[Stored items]
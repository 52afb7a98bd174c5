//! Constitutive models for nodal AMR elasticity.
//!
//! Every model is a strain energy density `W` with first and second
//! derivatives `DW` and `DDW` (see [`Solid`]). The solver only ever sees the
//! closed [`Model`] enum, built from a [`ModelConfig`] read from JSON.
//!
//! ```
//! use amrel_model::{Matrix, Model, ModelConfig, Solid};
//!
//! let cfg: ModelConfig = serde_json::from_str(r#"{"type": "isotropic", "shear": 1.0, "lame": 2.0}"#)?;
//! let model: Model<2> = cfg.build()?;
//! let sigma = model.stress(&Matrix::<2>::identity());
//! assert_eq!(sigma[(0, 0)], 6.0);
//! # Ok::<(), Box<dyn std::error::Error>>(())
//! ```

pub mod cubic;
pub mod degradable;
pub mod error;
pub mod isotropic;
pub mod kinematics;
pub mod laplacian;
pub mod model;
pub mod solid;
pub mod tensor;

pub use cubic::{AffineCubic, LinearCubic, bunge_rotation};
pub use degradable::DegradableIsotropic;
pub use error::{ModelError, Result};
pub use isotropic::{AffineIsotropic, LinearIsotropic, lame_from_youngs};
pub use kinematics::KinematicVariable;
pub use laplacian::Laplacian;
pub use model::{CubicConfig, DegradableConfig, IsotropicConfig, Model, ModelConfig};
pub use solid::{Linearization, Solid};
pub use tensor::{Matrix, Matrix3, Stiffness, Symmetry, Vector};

## Your assignment
Give the data back exactly as it stands.

## Answer box
repository 52afb7a98bd174c5
//! Constitutive models for nodal AMR elasticity.
//!
//! Every model is a strain energy density `W` with first and second
//! derivatives `DW` and `DDW` (see [`Solid`]). The solver only ever sees the
//! closed [`Model`] enum, built from a [`ModelConfig`] read from JSON.
//!
//! ```
//! use amrel_model::{Matrix, Model, ModelConfig, Solid};
//!
//! let cfg: ModelConfig = serde_json::from_str(r#"{"type": "isotropic", "shear": 1.0, "lame": 2.0}"#)?;
//! let model: Model<2> = cfg.build()?;
//! let sigma = model.stress(&Matrix::<2>::identity());
//! assert_eq!(sigma[(0, 0)], 6.0);
//! # Ok::<(), Box<dyn std::error::Error>>(())
//! ```

pub mod cubic;
pub mod degradable;
pub mod error;
pub mod isotropic;
pub mod kinematics;
pub mod laplacian;
pub mod model;
pub mod solid;
pub mod tensor;

pub use cubic::{AffineCubic, LinearCubic, bunge_rotation};
pub use degradable::DegradableIsotropic;
pub use error::{ModelError, Result};
pub use isotropic::{AffineIsotropic, LinearIsotropic, lame_from_youngs};
pub use kinematics::KinematicVariable;
pub use laplacian::Laplacian;
pub use model::{CubicConfig, DegradableConfig, IsotropicConfig, Model, ModelConfig};
pub use solid::{Linearization, Solid};
pub use tensor::{Matrix, Matrix3, Stiffness, Symmetry, Vector};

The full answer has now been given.